Intra-block, enclosure tends to be used as yard or garden space. This rear space nearly always exists; before being required by zoning, it was an amenity used by speculative rowhome developers to sell their product. The diagram shows the minimum level of open space guaranteed by the Philadelphia Zoning Code: rowhome residential (R10 and R10a) zones have requirements of 10% open space, 5% for corner properties (as a nod to the greater access to "light" and "air" available on those properties). Philadelphia rowhomes generally sit on 16'x90' lots and are 20' to 40' high*, and this diagram is a representation of the zoning envelope. Small developers in R10/a today, much as they did even before that zoning description was invented, build to the street line, eliminating any need for a front yard (although some occasionally appear, especially when the neighborhood went through a mail-order house round of development), and park all the usable yard space at the rear. This space was supplemented by the "public yard" function of the neighborhood square**, although it was relatively uncommon in Philadelphia for speculative developers to provide one.

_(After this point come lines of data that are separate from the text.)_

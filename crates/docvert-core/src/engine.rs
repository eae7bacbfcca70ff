//! Engine capability trait.
//!
//! Defines the `Engine` async trait every extraction backend implements,
//! plus the probe report type the registry consumes. Conversion and
//! download calls are opaque, potentially long-running external calls; an
//! `Err` carries a human-readable message and is always recorded as data by
//! the orchestration layer, never propagated as a crash.

use async_trait::async_trait;
use serde::{Deserialize, Serialize};

use crate::domain::convert::{DocumentRef, OutputFormat};

/// Result of an engine capability probe.
///
/// Probes never panic and never return a Rust error; a broken engine is a
/// report with `available = false` and a message.
#[derive(Debug, Clone, Serialize, Deserialize, PartialEq)]
pub struct ProbeReport {
    pub available: bool,

    /// Why the engine is unusable (expected when `available` is false).
    pub error: Option<String>,

    /// Whether models must be fetched before the engine can convert.
    pub requires_download: bool,
}

impl ProbeReport {
    pub fn available(requires_download: bool) -> Self {
        Self {
            available: true,
            error: None,
            requires_download,
        }
    }

    pub fn unavailable(error: impl Into<String>, requires_download: bool) -> Self {
        Self {
            available: false,
            error: Some(error.into()),
            requires_download,
        }
    }
}

/// Trait for extraction engine backends.
///
/// Dispatch is by registry lookup on `name()`, never by runtime type
/// inspection. Implementations must be safe to share across the comparison
/// and batch workers (`Send + Sync`).
#[async_trait]
pub trait Engine: Send + Sync {
    /// Unique engine name; the registry key.
    fn name(&self) -> &str;

    /// Check whether the engine is usable right now.
    async fn probe(&self) -> ProbeReport;

    /// Fetch the engine's models. Only called for engines whose probe
    /// reported `requires_download`.
    async fn download(&self) -> std::result::Result<(), String>;

    /// Convert one document. The returned string is the converted content
    /// in the requested format.
    async fn convert(
        &self,
        document: &DocumentRef,
        format: OutputFormat,
    ) -> std::result::Result<String, String>;
}

#[cfg(test)]
mod tests {
    use super::*;

    #[test]
    fn test_probe_report_constructors() {
        let ok = ProbeReport::available(true);
        assert!(ok.available);
        assert!(ok.error.is_none());
        assert!(ok.requires_download);

        let broken = ProbeReport::unavailable("binary not on PATH", false);
        assert!(!broken.available);
        assert_eq!(broken.error.as_deref(), Some("binary not on PATH"));
    }

    #[test]
    fn test_probe_report_serde_roundtrip() {
        let report = ProbeReport::unavailable("import failed", true);
        let json = serde_json::to_string(&report).expect("serialize");
        let back: ProbeReport = serde_json::from_str(&json).expect("deserialize");
        assert_eq!(report, back);
    }
}
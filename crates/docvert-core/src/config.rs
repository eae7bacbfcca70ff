//! Configuration for the engine catalogue and execution limits.
//!
//! Loaded from TOML; every section has defaults so an empty file (or no
//! file at all) yields a working setup with the built-in engine commands.

use std::path::Path;

use anyhow::{Context, Result};
use serde::{Deserialize, Serialize};

/// Top-level docvert configuration.
#[derive(Debug, Clone, Serialize, Deserialize)]
pub struct Config {
    #[serde(default)]
    pub limits: Limits,

    /// Engine command catalogue. Replacing this list swaps the whole
    /// engine set; the orchestration core is indifferent to its contents.
    #[serde(default = "default_engine_specs")]
    pub engines: Vec<EngineCommandSpec>,
}

impl Config {
    pub fn load(path: &Path) -> Result<Self> {
        let raw = std::fs::read_to_string(path)
            .with_context(|| format!("reading config: {}", path.display()))?;
        let cfg: Config = toml::from_str(&raw).with_context(|| "parsing TOML")?;
        Ok(cfg)
    }
}

impl Default for Config {
    fn default() -> Self {
        Self {
            limits: Limits::default(),
            engines: default_engine_specs(),
        }
    }
}

/// Execution timeouts, in seconds. Zero disables the corresponding timeout.
#[derive(Debug, Clone, Serialize, Deserialize)]
pub struct Limits {
    pub probe_timeout_seconds: u64,
    pub convert_timeout_seconds: u64,
    pub download_timeout_seconds: u64,
}

impl Default for Limits {
    fn default() -> Self {
        Self {
            probe_timeout_seconds: 15,
            convert_timeout_seconds: 600,
            download_timeout_seconds: 3600,
        }
    }
}

/// How a command engine hands back its converted output.
#[derive(Debug, Clone, Copy, Default, Serialize, Deserialize, PartialEq, Eq)]
#[serde(rename_all = "snake_case")]
pub enum OutputCapture {
    /// The conversion command writes the content to stdout.
    #[default]
    Stdout,
    /// The command writes product files into `{output_dir}`; the engine
    /// collects the file matching the requested format's extension.
    OutputDir,
}

/// Command templates for one external extraction tool.
///
/// Argument templates may reference `{input}`, `{format}` and
/// `{output_dir}` placeholders, substituted per invocation.
#[derive(Debug, Clone, Serialize, Deserialize)]
pub struct EngineCommandSpec {
    pub name: String,

    /// Cheap capability check, e.g. a `--version` invocation.
    pub probe: Vec<String>,

    /// The conversion command.
    pub convert: Vec<String>,

    /// Model-fetch command for engines that need one.
    #[serde(default)]
    pub download: Option<Vec<String>>,

    #[serde(default)]
    pub requires_download: bool,

    #[serde(default)]
    pub capture: OutputCapture,
}

fn spec(
    name: &str,
    probe: &[&str],
    convert: &[&str],
    download: Option<&[&str]>,
    capture: OutputCapture,
) -> EngineCommandSpec {
    EngineCommandSpec {
        name: name.to_string(),
        probe: probe.iter().map(|s| s.to_string()).collect(),
        convert: convert.iter().map(|s| s.to_string()).collect(),
        download: download.map(|argv| argv.iter().map(|s| s.to_string()).collect()),
        requires_download: download.is_some(),
        capture,
    }
}

/// The built-in engine catalogue.
fn default_engine_specs() -> Vec<EngineCommandSpec> {
    vec![
        spec(
            "docling",
            &["docling", "--version"],
            &[
                "docling",
                "{input}",
                "--to",
                "{format}",
                "--output",
                "{output_dir}",
            ],
            None,
            OutputCapture::OutputDir,
        ),
        spec(
            "marker",
            &["marker_single", "--help"],
            &[
                "marker_single",
                "{input}",
                "--output_format",
                "{format}",
                "--output_dir",
                "{output_dir}",
            ],
            Some(&[
                "python3",
                "-c",
                "from marker.models import create_model_dict; create_model_dict()",
            ]),
            OutputCapture::OutputDir,
        ),
        spec(
            "mineru",
            &["mineru", "--version"],
            &["mineru", "-p", "{input}", "-o", "{output_dir}"],
            Some(&["mineru-models-download", "-s", "huggingface"]),
            OutputCapture::OutputDir,
        ),
        spec(
            "paddleocr",
            &["python3", "-c", "import paddleocr"],
            &[
                "python3",
                "-m",
                "paddleocr.ppstructure",
                "--input",
                "{input}",
                "--output",
                "{output_dir}",
            ],
            Some(&[
                "python3",
                "-c",
                "from paddleocr import PPStructureV3; PPStructureV3()",
            ]),
            OutputCapture::OutputDir,
        ),
    ]
}
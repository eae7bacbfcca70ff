//! Domain models for docvert.
//!
//! Canonical definitions for the core entities:
//! - `EngineDescriptor`: one engine's availability and download state
//! - `ComparisonTask`: one document fanned out to several engines
//! - `BatchReport`: many documents against one engine
//! - Error taxonomy shared by every component

pub mod batch;
pub mod convert;
pub mod descriptor;
pub mod error;
pub mod task;

// Re-export main types and errors
pub use batch::{BatchRecord, BatchRecordStatus, BatchReport};
pub use convert::{DocumentRef, OutputFormat};
pub use descriptor::{DownloadStatus, EngineDescriptor};
pub use error::{DocvertError, Result, ValidationError};
pub use task::{ComparisonTask, EngineOutcome, OutcomeStatus, TaskStatus, TaskSummary};
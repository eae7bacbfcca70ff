//! Model download coordination.
//!
//! [`DownloadCoordinator`] is the single mutation path for an engine's
//! download state. The `NotStarted | Failed -> Downloading` transition is
//! claimed atomically through the registry, which guarantees at most one
//! in-flight download per engine; a second caller gets
//! `DownloadInProgress` instead of a duplicate fetch.

use std::sync::Arc;

use tracing::{info, warn};

use crate::domain::descriptor::DownloadStatus;
use crate::domain::error::Result;
use crate::registry::EngineRegistry;

pub struct DownloadCoordinator {
    registry: Arc<EngineRegistry>,
}

impl DownloadCoordinator {
    pub fn new(registry: Arc<EngineRegistry>) -> Self {
        Self { registry }
    }

    /// Fetch models for `name`, driving the engine's download routine to a
    /// terminal state.
    ///
    /// Caller-input problems are raised: `EngineNotFound` for an unknown
    /// name, `DownloadNotApplicable` when the engine has nothing to fetch,
    /// `DownloadInProgress` when another caller already holds the download.
    /// A failure of the download itself is captured on the descriptor
    /// (`Failed` plus `download_error`) and reported as the returned
    /// status, never raised. An engine that is already `Ready` is a no-op.
    pub async fn trigger_download(&self, name: &str) -> Result<DownloadStatus> {
        if !self.registry.claim_download(name).await? {
            return Ok(DownloadStatus::Ready);
        }

        let engine = self.registry.handle(name).await?;
        info!(engine = %name, "starting model download");

        let outcome = engine.download().await;
        let status = match &outcome {
            Ok(()) => {
                info!(engine = %name, "model download finished");
                DownloadStatus::Ready
            }
            Err(e) => {
                warn!(engine = %name, error = %e, "model download failed");
                DownloadStatus::Failed
            }
        };
        self.registry.finish_download(name, outcome).await;
        Ok(status)
    }
}
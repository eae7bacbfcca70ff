//! Comparison tasks: fan one document out to several engines.
//!
//! [`ComparisonTaskStore`] owns every task's lifecycle and is the sole
//! writer of task state; pollers get read-only snapshots. Each spawned
//! engine worker owns exactly one outcome key, and the aggregate status
//! recomputation always happens under the store's write lock, so two
//! engines finishing simultaneously can never lose an update.
//!
//! The task state machine is `Pending -> Running -> Completed`. A task has
//! no failed terminal state: one engine erroring never prevents the others
//! from succeeding, and the task still completes with a full outcome map.

use std::collections::{BTreeSet, HashMap};
use std::sync::Arc;
use std::time::Instant;

use tokio::sync::RwLock;
use tracing::{debug, info};
use uuid::Uuid;

use crate::domain::convert::{DocumentRef, OutputFormat};
use crate::domain::error::{DocvertError, Result, ValidationError};
use crate::domain::task::{ComparisonTask, EngineOutcome, TaskSummary};
use crate::engine::Engine;
use crate::registry::EngineRegistry;

/// In-memory store of comparison tasks. Cheap to clone; clones share state.
///
/// Tasks are retained until the caller deletes them; the core never
/// garbage-collects.
#[derive(Clone, Default)]
pub struct ComparisonTaskStore {
    tasks: Arc<RwLock<HashMap<Uuid, ComparisonTask>>>,
}

impl ComparisonTaskStore {
    pub fn new() -> Self {
        Self::default()
    }

    /// Snapshot of one task, consistent with the status invariant.
    pub async fn get(&self, task_id: Uuid) -> Result<ComparisonTask> {
        let tasks = self.tasks.read().await;
        tasks
            .get(&task_id)
            .cloned()
            .ok_or(DocvertError::TaskNotFound(task_id))
    }

    /// Summaries of all live tasks, newest first.
    pub async fn list(&self) -> Vec<TaskSummary> {
        let tasks = self.tasks.read().await;
        let mut summaries: Vec<TaskSummary> = tasks.values().map(TaskSummary::from).collect();
        summaries.sort_by(|a, b| b.created_at.cmp(&a.created_at));
        summaries
    }

    /// Remove a task. Safe while its engine workers are still in flight;
    /// late-arriving workers detect the removal and discard their results.
    pub async fn delete(&self, task_id: Uuid) -> Result<()> {
        let mut tasks = self.tasks.write().await;
        tasks
            .remove(&task_id)
            .map(|_| ())
            .ok_or(DocvertError::TaskNotFound(task_id))
    }

    async fn insert(&self, task: ComparisonTask) {
        let mut tasks = self.tasks.write().await;
        tasks.insert(task.task_id, task);
    }

    /// Move one engine's outcome to `Running`. Returns `false` when the
    /// task no longer exists.
    async fn mark_outcome_running(&self, task_id: Uuid, engine: &str) -> bool {
        let mut tasks = self.tasks.write().await;
        let Some(task) = tasks.get_mut(&task_id) else {
            return false;
        };
        if let Some(outcome) = task.outcomes.get_mut(engine) {
            if !outcome.status.is_terminal() {
                outcome.status = crate::domain::task::OutcomeStatus::Running;
            }
        }
        task.recompute_status();
        true
    }

    /// Write a terminal outcome and recompute the aggregate status under
    /// the same lock. Returns `false` when the task no longer exists.
    /// Terminal outcomes are immutable; a second write to the same key is
    /// ignored.
    async fn record_outcome(&self, task_id: Uuid, engine: &str, outcome: EngineOutcome) -> bool {
        let mut tasks = self.tasks.write().await;
        let Some(task) = tasks.get_mut(&task_id) else {
            return false;
        };
        if let Some(slot) = task.outcomes.get_mut(engine) {
            if !slot.status.is_terminal() {
                *slot = outcome;
            }
        }
        task.recompute_status();
        true
    }
}

/// Submits comparison tasks and drives their per-engine workers.
pub struct ComparisonRunner {
    registry: Arc<EngineRegistry>,
    store: ComparisonTaskStore,
}

impl ComparisonRunner {
    pub fn new(registry: Arc<EngineRegistry>, store: ComparisonTaskStore) -> Self {
        Self { registry, store }
    }

    pub fn store(&self) -> &ComparisonTaskStore {
        &self.store
    }

    /// Create a comparison task and start one worker per engine.
    ///
    /// Validates the selection synchronously, then returns the task id
    /// immediately; conversion progress is observed by polling
    /// [`ComparisonTaskStore::get`]. Duplicate names in the selection are
    /// collapsed, matching the set semantics of the outcome map.
    pub async fn submit(
        &self,
        document: DocumentRef,
        engines: &[String],
        format: OutputFormat,
    ) -> Result<Uuid> {
        if engines.is_empty() {
            return Err(ValidationError::EmptyEngineSelection.into());
        }

        let selection: Vec<String> = {
            let mut seen = BTreeSet::new();
            engines
                .iter()
                .filter(|name| seen.insert((*name).clone()))
                .cloned()
                .collect()
        };

        let mut workers: Vec<(String, Arc<dyn Engine>)> = Vec::with_capacity(selection.len());
        for name in &selection {
            let descriptor = self.registry.get(name).await.map_err(|_| {
                ValidationError::UnknownEngine { name: name.clone() }
            })?;
            if !descriptor.available {
                return Err(ValidationError::UnavailableEngine {
                    name: name.clone(),
                    reason: descriptor
                        .error
                        .unwrap_or_else(|| "engine is unavailable".to_string()),
                }
                .into());
            }
            workers.push((name.clone(), self.registry.handle(name).await?));
        }

        let task = ComparisonTask::new(document.clone(), &selection, format);
        let task_id = task.task_id;
        info!(%task_id, engines = selection.len(), document = %document, "submitting comparison task");
        self.store.insert(task).await;

        for (name, engine) in workers {
            let store = self.store.clone();
            let document = document.clone();
            tokio::spawn(async move {
                run_engine_worker(store, task_id, name, engine, document, format).await;
            });
        }

        Ok(task_id)
    }
}

/// One engine's unit of work within a comparison task.
///
/// Always drives its own outcome to a terminal state; an engine failure is
/// recorded, never propagated. If the task was deleted while converting,
/// the result is discarded instead of written into reclaimed state.
async fn run_engine_worker(
    store: ComparisonTaskStore,
    task_id: Uuid,
    name: String,
    engine: Arc<dyn Engine>,
    document: DocumentRef,
    format: OutputFormat,
) {
    if !store.mark_outcome_running(task_id, &name).await {
        debug!(%task_id, engine = %name, "task deleted before conversion started");
        return;
    }

    let started = Instant::now();
    let result = engine.convert(&document, format).await;
    let elapsed_ms = started.elapsed().as_millis() as u64;

    let outcome = match result {
        Ok(content) => EngineOutcome::success(content, elapsed_ms),
        Err(e) => {
            debug!(%task_id, engine = %name, error = %e, "engine conversion failed");
            EngineOutcome::failure(e, elapsed_ms)
        }
    };

    if !store.record_outcome(task_id, &name, outcome).await {
        debug!(%task_id, engine = %name, "task deleted mid-flight, discarding result");
    }
}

One of the major changes in urban housing was the development of the garden apartment in 1920. While after WWII, the meaning of the garden apartment morphed into something suburb-friendly, 1920s-era garden apartments can be said to be something of an optimum in terms of multi-unit urban housing. Setbacks were minor and usually enhanced the street, while the large interior courts, usually maintained as gardens, provided well-enclosed green space. Garden apartments of the period were normally five stories tall. Because the courts were surrounded by living units, the whole complex had a high degree of "eyes on the street", both inside and out, and just via changing the height, the concept could be scaled from downtown densities all the way down to suburban.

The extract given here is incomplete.